“American Animals” has becomes one of the surprise summer hits at the speciality box office, and the film continues to expand into more theaters this month.
But beyond serving as a cautionary tale, the film is chock-full of some great film references that you might not have caught the first time. As part of their prep, the actors watched “Dog Day Afternoon,” “One Flew Over the Cuckoo’s Nest,” “Heat,” “Butch Cassidy and the Sundance Kid,” and other films, and it shows in the movies itself.
Here some key references you might have missed in “American Animals.” All descriptions courtesy of The Orchard.
This tracking shot behind Eric (Jared Abrahamson), as he waits for his ride to the heist, ends just by his legs as he steps into the car. The shot was designed to echo a shot in the heist scene that opens Christopher Nolan’s “The Dark Knight.”
After Spencer (Barry Keoghan) and Warren (Evan Peters) talk about the Audubon books in the library for the first time, Warren pulls into a gas station. Spencer goes into the mini-mart and guy standing on line in front of him is actually the real Spencer Reinhard.
If you look very carefully you can see that there are flamingos on Warren’s shirt as he describes his plan for the heist. Of course, the key image from the Audubon book that entrances Spencer is also a flamingo.
As Warren and Spencer wait to be picked up by Chas (Blake Jenner) for their first attempt at the heist, Spencer plays with a pepper-and-salt-shaker set shaped like dinosaurs. Why dinosaurs? It’s a reference to Charles Darwin’s theory of evolution. Darwin’s “The Origin of Species” is one of the books that the boys ultimately get away with stealing.
The dog in the wheelchair, who walks in front of the bungalow where the boys are busy plotting, is both a reference to evolution and to the title of the film. “American Animals” was inspired by Darwin’s quote about domesticated animals being no longer equipped for survival in the wild.
This is a theme that runs through the film. The boys are misguidedly searching for what they consider to be a true experience of life, something echoed by Warren’s obsession with supermarket packaging.

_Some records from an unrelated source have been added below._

//! Tracing subscriber setup

use tracing_subscriber::EnvFilter;

use crate::core::config::LoggingConfig;
use crate::core::error::{Error, Result};

/// Install the global subscriber; `RUST_LOG` wins over the configured level
pub fn init_tracing(config: &LoggingConfig) -> Result<()> {
    let filter = EnvFilter::try_from_default_env().unwrap_or_else(|_| EnvFilter::new(&config.level));
    let builder = tracing_subscriber::fmt().with_env_filter(filter);

    let installed = match config.format.as_str() {
        "json" => builder.json().try_init(),
        _ => builder.try_init(),
    };
    installed.map_err(|e| Error::config(format!("Failed to install tracing subscriber: {}", e)))
}
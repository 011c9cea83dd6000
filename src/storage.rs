//! Storage layer for the todo service
//!
//! The document store is reached through the [`DocumentBackend`] trait, which
//! speaks only in the store's native document and id types. Conversions
//! between those and application ids live in [`bridge`]; nothing else in the
//! crate touches an `ObjectId`.
//!
//! Backends:
//! - [`MemStore`]: in-process `DashMap`, always available
//! - `MongoStore`: MongoDB, behind the `mongodb` cargo feature

use async_trait::async_trait;
use bson::oid::ObjectId;
use bson::Document;

use crate::core::error::StorageError;

/// Identifier bridge between application ids and storage ids
pub mod bridge;

/// Readiness-gated store handle and its factory
pub mod store;

/// In-memory backend
pub mod mem_store;

/// MongoDB backend
#[cfg(feature = "mongodb")]
pub mod mongo;

pub use mem_store::MemStore;
#[cfg(feature = "mongodb")]
pub use mongo::MongoStore;
pub use store::{connect_store, Store};

/// Result type for backend operations
pub type StorageResult<T> = std::result::Result<T, StorageError>;

/// How `replace_by_id` treats a missing document
#[derive(Debug, Clone, Copy, PartialEq, Eq)]
pub enum ReplaceMode {
    /// Only replace an existing document
    Replace,
    /// Insert when nothing matches
    Upsert,
}

/// Operations the service needs from a document store
///
/// Documents are addressed by their `_id` field. `insert_one` must refuse a
/// document whose `_id` is already taken with [`StorageError::DuplicateKey`].
#[async_trait]
pub trait DocumentBackend: Send + Sync {
    /// Short backend name for logs
    fn name(&self) -> &'static str;

    /// Every document, in ascending `_id` order
    async fn find_all(&self) -> StorageResult<Vec<Document>>;

    /// The document with this id, if any
    async fn find_by_id(&self, id: ObjectId) -> StorageResult<Option<Document>>;

    /// Insert a document carrying its `_id` and return that id
    async fn insert_one(&self, document: Document) -> StorageResult<ObjectId>;

    /// Replace the document with this id; true when something was written
    async fn replace_by_id(
        &self,
        id: ObjectId,
        document: Document,
        mode: ReplaceMode,
    ) -> StorageResult<bool>;

    /// Delete the document with this id; true when something was removed
    async fn delete_by_id(&self, id: ObjectId) -> StorageResult<bool>;

    /// Number of documents with this id (0 or 1)
    async fn count_by_id(&self, id: ObjectId) -> StorageResult<u64>;

    /// Check the backend is reachable
    async fn ping(&self) -> StorageResult<()>;
}
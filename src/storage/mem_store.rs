//! In-memory document backend using DashMap
//!
//! Documents are kept as BSON documents keyed by their `_id`, so the service
//! exercises the same id conversions it needs against a real document store.

use async_trait::async_trait;
use bson::oid::ObjectId;
use bson::Document;
use dashmap::mapref::entry::Entry;
use dashmap::DashMap;

use super::{DocumentBackend, ReplaceMode, StorageResult};
use crate::core::error::StorageError;

/// In-memory document backend
#[derive(Debug, Default)]
pub struct MemStore {
    /// Map of storage id to document, `_id` included
    documents: DashMap<ObjectId, Document>,
}

impl MemStore {
    /// Create an empty store
    pub fn new() -> Self {
        Self {
            documents: DashMap::new(),
        }
    }
}

#[async_trait]
impl DocumentBackend for MemStore {
    fn name(&self) -> &'static str {
        "memory"
    }

    async fn find_all(&self) -> StorageResult<Vec<Document>> {
        let mut entries: Vec<(ObjectId, Document)> = self
            .documents
            .iter()
            .map(|entry| (*entry.key(), entry.value().clone()))
            .collect();
        entries.sort_by_key(|(id, _)| id.bytes());
        Ok(entries.into_iter().map(|(_, doc)| doc).collect())
    }

    async fn find_by_id(&self, id: ObjectId) -> StorageResult<Option<Document>> {
        Ok(self.documents.get(&id).map(|doc| doc.value().clone()))
    }

    async fn insert_one(&self, document: Document) -> StorageResult<ObjectId> {
        let id = document
            .get_object_id("_id")
            .map_err(|e| StorageError::Backend(format!("document has no usable _id: {}", e)))?;

        // The entry holds its shard locked; no other map access until it drops
        match self.documents.entry(id) {
            Entry::Occupied(_) => {
                tracing::debug!("MemStore: duplicate _id {}", id.to_hex());
                Err(StorageError::DuplicateKey(id.to_hex()))
            }
            Entry::Vacant(slot) => {
                slot.insert(document);
                tracing::debug!("MemStore: inserted {}", id.to_hex());
                Ok(id)
            }
        }
    }

    async fn replace_by_id(
        &self,
        id: ObjectId,
        mut document: Document,
        mode: ReplaceMode,
    ) -> StorageResult<bool> {
        document.insert("_id", id);
        match mode {
            ReplaceMode::Replace => match self.documents.get_mut(&id) {
                Some(mut existing) => {
                    *existing = document;
                    Ok(true)
                }
                None => Ok(false),
            },
            ReplaceMode::Upsert => {
                self.documents.insert(id, document);
                Ok(true)
            }
        }
    }

    async fn delete_by_id(&self, id: ObjectId) -> StorageResult<bool> {
        Ok(self.documents.remove(&id).is_some())
    }

    async fn count_by_id(&self, id: ObjectId) -> StorageResult<u64> {
        Ok(u64::from(self.documents.contains_key(&id)))
    }

    async fn ping(&self) -> StorageResult<()> {
        Ok(())
    }
}
//! Store handle with a readiness gate
//!
//! The handle is shared by every request. It starts closed; a backend is
//! installed once its connection is up. Operations on a closed handle fail
//! right away with [`StorageError::NotOpen`] instead of waiting, and callers
//! that do want to wait use [`Store::ready`].

use std::sync::Arc;

use bson::oid::ObjectId;
use bson::Document;
use parking_lot::RwLock;
use tokio::sync::watch;

use super::{DocumentBackend, MemStore, ReplaceMode, StorageResult};
use crate::core::config::{StorageConfig, StorageType};
use crate::core::error::{Error, Result, StorageError};

/// Shared handle to the document store
pub struct Store {
    backend: RwLock<Option<Arc<dyn DocumentBackend>>>,
    ready: watch::Sender<bool>,
}

impl Store {
    /// Create a closed store
    pub fn new() -> Self {
        let (ready, _) = watch::channel(false);
        Self {
            backend: RwLock::new(None),
            ready,
        }
    }

    /// Create a store that is already open on `backend`
    pub fn with_backend(backend: Arc<dyn DocumentBackend>) -> Self {
        let store = Self::new();
        store.open(backend);
        store
    }

    /// Install a backend and release everyone waiting on [`Store::ready`]
    pub fn open(&self, backend: Arc<dyn DocumentBackend>) {
        tracing::info!("Store open on {} backend", backend.name());
        *self.backend.write() = Some(backend);
        self.ready.send_replace(true);
    }

    /// Drop the backend; later operations fail with `NotOpen`
    pub fn close(&self) {
        if self.backend.write().take().is_some() {
            tracing::warn!("Store closed");
        }
        self.ready.send_replace(false);
    }

    /// Whether operations can currently be issued
    pub fn is_open(&self) -> bool {
        *self.ready.borrow()
    }

    /// Wait until the store is open
    pub async fn ready(&self) {
        let mut rx = self.ready.subscribe();
        // The sender lives as long as `self`, so this cannot see a closed channel
        let _ = rx.wait_for(|open| *open).await;
    }

    fn backend(&self) -> StorageResult<Arc<dyn DocumentBackend>> {
        self.backend.read().clone().ok_or(StorageError::NotOpen)
    }

    /// Every document in `_id` order
    pub async fn find_all(&self) -> StorageResult<Vec<Document>> {
        self.backend()?.find_all().await
    }

    /// Document by storage id
    pub async fn find_by_id(&self, id: ObjectId) -> StorageResult<Option<Document>> {
        self.backend()?.find_by_id(id).await
    }

    /// Insert a document, refusing a taken `_id`
    pub async fn insert_one(&self, document: Document) -> StorageResult<ObjectId> {
        self.backend()?.insert_one(document).await
    }

    /// Replace (or upsert) the document with this id
    pub async fn replace_by_id(
        &self,
        id: ObjectId,
        document: Document,
        mode: ReplaceMode,
    ) -> StorageResult<bool> {
        self.backend()?.replace_by_id(id, document, mode).await
    }

    /// Delete the document with this id
    pub async fn delete_by_id(&self, id: ObjectId) -> StorageResult<bool> {
        self.backend()?.delete_by_id(id).await
    }

    /// Count documents with this id
    pub async fn count_by_id(&self, id: ObjectId) -> StorageResult<u64> {
        self.backend()?.count_by_id(id).await
    }

    /// Ping the backend
    pub async fn ping(&self) -> StorageResult<()> {
        self.backend()?.ping().await
    }
}

impl Default for Store {
    fn default() -> Self {
        Self::new()
    }
}

/// Connect the configured backend and open `store` on it
pub async fn connect_store(store: &Store, config: &StorageConfig) -> Result<()> {
    tracing::info!("Connecting storage backend: {:?}", config.storage_type);

    let backend: Arc<dyn DocumentBackend> = match config.storage_type {
        StorageType::Memory => Arc::new(MemStore::new()),
        StorageType::Mongo => connect_mongo(config).await?,
    };

    backend.ping().await?;
    store.open(backend);
    Ok(())
}

#[cfg(feature = "mongodb")]
async fn connect_mongo(config: &StorageConfig) -> Result<Arc<dyn DocumentBackend>> {
    let backend =
        super::MongoStore::connect(&config.mongo_uri, &config.database, &config.collection).await?;
    Ok(Arc::new(backend))
}

#[cfg(not(feature = "mongodb"))]
async fn connect_mongo(_config: &StorageConfig) -> Result<Arc<dyn DocumentBackend>> {
    Err(Error::config(
        "storage type 'mongo' needs a build with the `mongodb` feature",
    ))
}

The specific Darwin quote on the drooping ears of domesticated dogs can be seen on the page of “The Origin of Species” that Spencer is reading in the car on the way back from New York.
Elvis’ “A Little Less Conversation” is used over the fantasy heist, referring to “Ocean’s 11,” which the real guys watched several times in planning their own heist.
Warren throws a number of movie references into the film, riffing on the idea that Warren is sinking into a fantasy world. One of these is when he tells Eric that this is his “red pill or blue pill moment,” which comes straight from “The Matrix.”
When Warren returns from Amsterdam, he tells Spencer that they are “going to need a bigger boat.” It’s a reference that Spencer doesn’t know, but we all know comes from “Jaws.”
The old man disguises are a real detail of the true story, but the costumes were also a nod to the original “Taking of Pelham One Two Three.”
Some of the sequence is a subtle nod to the final bank heist in “Heat,” where the robbers all take up positions in different parts of the bank.
The noise of the pencil sharpener used by Chas in the scene is a direct reference to the noise of the squeaky sound swinging in the wind in Sergio Leone’s “Once Upon a Time in the West.”
The use of the whip pan during the montage of the characters putting the heist preparation plan into action is another nod to “Ocean’s 11.” Here, we move from Spencer buying disguise make up to Eric negotiating for the getaway car.
The split screens during the montage for the day of the first heist are a small homage to the original version of “The Thomas Crown Affair.”